RFE/RL's Tajik Service reported in August that Rossia Segodnya was set to open a branch in Dushanbe that would be staffed by 25 locally hired reporters.
Balkan Insight and B92 reported this week on the imminent launch of a Belgrade bureau, which will apparently be headed by Ljubinka Milincic, a former Moscow correspondent for Serbian media outlets.
The reports follow Russian President Vladimir Putin's recent visit to the Serbian capital to much fanfare on the occasion of a colossal military parade, affirming Moscow's deep ties with the Balkan country.
'Information War'
Rossia Segodnya was established by a Kremlin decree last December. The media holding company integrates the state news agency RIA Novosti and state radio station Voice of Russia into a single media monolith helmed by controversial pro-Kremlin news anchor Dmitry Kiselyov.
Rossia Segodnya, or "Russia Today," is a different organization than RT, the lavishly funded pro-Kremlin TV network that broadcasts in English, Arabic, and Spanish.
On October 28, "The Guardian" reported that RT is launching a specially tailored television channel to be aired in Britain.
Russia has increased spending on its foreign media operations, earmarking 15.38 billion rubles ($362.2 million) for RT in 2015, an increase of nearly 30 percent from last year.
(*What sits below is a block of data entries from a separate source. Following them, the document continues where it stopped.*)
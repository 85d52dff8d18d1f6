// Input Validation Module
// Validation for user-supplied fields and money-command shapes

use crate::error::{Result, WalletError};
use crate::models::SUPPORTED_CURRENCY;
use regex::Regex;
use rust_decimal::Decimal;

/// Maximum lengths for various input fields
pub mod limits {
    pub const MAX_EMAIL_LENGTH: usize = 254;
    pub const MAX_NAME_LENGTH: usize = 100;
    pub const MAX_USERNAME_LENGTH: usize = 64;
    pub const MIN_USERNAME_LENGTH: usize = 3;
    pub const MAX_PHONE_LENGTH: usize = 20;
    pub const MIN_PASSWORD_LENGTH: usize = 8;
    pub const MAX_PASSWORD_LENGTH: usize = 128;
    pub const MAX_ADDRESS_LENGTH: usize = 500;
    pub const MAX_IDEMPOTENCY_KEY_LENGTH: usize = 128;
}

/// Email validation (format + length)
pub fn validate_email(email: &str) -> Result<()> {
    if email.is_empty() {
        return Err(WalletError::InvalidInput("Email cannot be empty".into()));
    }

    if email.len() > limits::MAX_EMAIL_LENGTH {
        return Err(WalletError::InvalidInput(format!(
            "Email exceeds maximum length of {}",
            limits::MAX_EMAIL_LENGTH
        )));
    }

    let email_regex = Regex::new(
        r"^[a-zA-Z0-9.!#$%&'*+/=?^_`{|}~-]+@[a-zA-Z0-9](?:[a-zA-Z0-9-]{0,61}[a-zA-Z0-9])?(?:\.[a-zA-Z0-9](?:[a-zA-Z0-9-]{0,61}[a-zA-Z0-9])?)*$",
    )
    .unwrap();

    if !email_regex.is_match(email) {
        return Err(WalletError::InvalidInput("Invalid email format".into()));
    }

    if email.contains("..") || email.starts_with('.') || email.ends_with('.') {
        return Err(WalletError::InvalidInput("Invalid email format".into()));
    }

    Ok(())
}

/// Username validation: the identity provider accepts lowercase alphanumerics,
/// underscores and dots.
pub fn validate_username(username: &str) -> Result<()> {
    if username.len() < limits::MIN_USERNAME_LENGTH || username.len() > limits::MAX_USERNAME_LENGTH
    {
        return Err(WalletError::InvalidInput(format!(
            "Username must be between {} and {} characters",
            limits::MIN_USERNAME_LENGTH,
            limits::MAX_USERNAME_LENGTH
        )));
    }

    let username_regex = Regex::new(r"^[a-z0-9][a-z0-9._]*$").unwrap();
    if !username_regex.is_match(username) {
        return Err(WalletError::InvalidInput(
            "Username may only contain lowercase letters, digits, dots and underscores".into(),
        ));
    }

    Ok(())
}

/// Name validation (first/last names). Allows letters, spaces, hyphens,
/// apostrophes and periods.
pub fn validate_name(name: &str, field_name: &str) -> Result<()> {
    if name.is_empty() {
        return Err(WalletError::InvalidInput(format!(
            "{} cannot be empty",
            field_name
        )));
    }

    if name.len() > limits::MAX_NAME_LENGTH {
        return Err(WalletError::InvalidInput(format!(
            "{} exceeds maximum length of {}",
            field_name,
            limits::MAX_NAME_LENGTH
        )));
    }

    let name_regex = Regex::new(r"^[\p{L}\p{M}\s'\-\.]+$").unwrap();
    if !name_regex.is_match(name) {
        return Err(WalletError::InvalidInput(format!(
            "{} contains invalid characters",
            field_name
        )));
    }

    if name.trim() != name {
        return Err(WalletError::InvalidInput(format!(
            "{} cannot start or end with whitespace",
            field_name
        )));
    }

    Ok(())
}

/// Phone validation: E.164-style, optional leading +, 7-15 digits.
pub fn validate_phone(phone: &str) -> Result<()> {
    if phone.is_empty() || phone.len() > limits::MAX_PHONE_LENGTH {
        return Err(WalletError::InvalidInput("Invalid phone number".into()));
    }

    let phone_regex = Regex::new(r"^\+?[0-9]{7,15}$").unwrap();
    if !phone_regex.is_match(phone) {
        return Err(WalletError::InvalidInput(
            "Phone number must contain 7-15 digits with an optional leading +".into(),
        ));
    }

    Ok(())
}

/// Password validation. Strength enforcement beyond length lives in the
/// identity provider; this guards obviously unusable inputs before the call.
pub fn validate_password(password: &str) -> Result<()> {
    if password.len() < limits::MIN_PASSWORD_LENGTH {
        return Err(WalletError::InvalidInput(format!(
            "Password must be at least {} characters",
            limits::MIN_PASSWORD_LENGTH
        )));
    }

    if password.len() > limits::MAX_PASSWORD_LENGTH {
        return Err(WalletError::InvalidInput(format!(
            "Password exceeds maximum length of {}",
            limits::MAX_PASSWORD_LENGTH
        )));
    }

    Ok(())
}

/// Currency validation: 3-letter uppercase code, restricted to the supported
/// currency in the MVP.
pub fn validate_currency(currency: &str) -> Result<()> {
    if currency.len() != 3 || !currency.chars().all(|c| c.is_ascii_uppercase()) {
        return Err(WalletError::InvalidInput(
            "Currency must be a 3-letter uppercase code".into(),
        ));
    }

    if currency != SUPPORTED_CURRENCY {
        return Err(WalletError::InvalidInput(format!(
            "Currency {} is not supported; only {} is available",
            currency, SUPPORTED_CURRENCY
        )));
    }

    Ok(())
}

/// Monetary amount validation: strictly positive with at most two fractional
/// digits.
pub fn validate_amount(amount: Decimal) -> Result<()> {
    if amount <= Decimal::ZERO {
        return Err(WalletError::InvalidInput(
            "Amount must be greater than zero".into(),
        ));
    }

    if amount.normalize().scale() > 2 {
        return Err(WalletError::InvalidInput(
            "Amount must have at most two fractional digits".into(),
        ));
    }

    Ok(())
}

/// Idempotency key validation: non-empty, bounded, printable ASCII.
pub fn validate_idempotency_key(key: &str) -> Result<()> {
    if key.trim().is_empty() {
        return Err(WalletError::InvalidInput(
            "Idempotency key cannot be empty".into(),
        ));
    }

    if key.len() > limits::MAX_IDEMPOTENCY_KEY_LENGTH {
        return Err(WalletError::InvalidInput(format!(
            "Idempotency key exceeds maximum length of {}",
            limits::MAX_IDEMPOTENCY_KEY_LENGTH
        )));
    }

    if !key.chars().all(|c| c.is_ascii_graphic()) {
        return Err(WalletError::InvalidInput(
            "Idempotency key must be printable ASCII".into(),
        ));
    }

    Ok(())
}

/// Free-text address validation (length only).
pub fn validate_address(address: &str) -> Result<()> {
    if address.len() > limits::MAX_ADDRESS_LENGTH {
        return Err(WalletError::InvalidInput(format!(
            "Address exceeds maximum length of {}",
            limits::MAX_ADDRESS_LENGTH
        )));
    }
    Ok(())
}

#[cfg(test)]
mod tests {
    use super::*;

    #[test]
    fn test_validate_email() {
        assert!(validate_email("test@example.com").is_ok());
        assert!(validate_email("user.name+tag@sub.domain.co.ke").is_ok());
        assert!(validate_email("").is_err());
        assert!(validate_email("no-at-sign").is_err());
        assert!(validate_email("double..dot@example.com").is_err());
    }

    #[test]
    fn test_validate_username() {
        assert!(validate_username("testuser").is_ok());
        assert!(validate_username("john_doe").is_ok());
        assert!(validate_username("ab").is_err());
        assert!(validate_username("Has Spaces").is_err());
    }

    #[test]
    fn test_validate_phone() {
        assert!(validate_phone("+254712345678").is_ok());
        assert!(validate_phone("0712345678").is_ok());
        assert!(validate_phone("12ab34").is_err());
        assert!(validate_phone("").is_err());
    }

    #[test]
    fn test_validate_currency() {
        assert!(validate_currency("KES").is_ok());
        assert!(validate_currency("USD").is_err());
        assert!(validate_currency("kes").is_err());
        assert!(validate_currency("KESH").is_err());
    }

    #[test]
    fn test_validate_amount() {
        assert!(validate_amount("100.00".parse().unwrap()).is_ok());
        assert!(validate_amount("0.01".parse().unwrap()).is_ok());
        assert!(validate_amount("0".parse().unwrap()).is_err());
        assert!(validate_amount("-5".parse().unwrap()).is_err());
        assert!(validate_amount("1.001".parse().unwrap()).is_err());
        // trailing zeros beyond two places are fine once normalized
        assert!(validate_amount("1.1000".parse().unwrap()).is_ok());
    }

    #[test]
    fn test_validate_idempotency_key() {
        assert!(validate_idempotency_key("dep-1").is_ok());
        assert!(validate_idempotency_key("").is_err());
        assert!(validate_idempotency_key("   ").is_err());
        assert!(validate_idempotency_key("has space").is_err());
        assert!(validate_idempotency_key(&"k".repeat(200)).is_err());
    }
}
Next year's budget for Rossia Segodnya has been almost tripled to 6.48 billion rubles ($152.6 million).
Western officials have called RT and other state-controlled Russian news outlets instruments of Kremlin "propaganda" deployed to shape the media narrative in the Ukraine crisis.
Russian officials, in turn, have accused the Western media of carrying out an "information war" against Russia and its interests.
Andrei Kolesnikov, a political analyst and columnist for the opposition-minded "Novaya gazeta" newspaper, says the Rossia Segodnya expansion is intended to complement the Kremlin's use of RT as a "propaganda" tool to burnish Russia's image abroad.
Kolesnikov also suggests Rossia Segodnya could potentially be used as a "cover" to improve Russian espionage networks or contacts in foreign countries.
He cited the recent case of Leonid Sviridov, a Russian reporter working for Rossia Segodnya in Poland, who on October 25 was stripped of his accreditation at the request of Polish security services.
Kiselyov has demanded an explanation for the move, though Polish authorities have yet to make such an explanation public.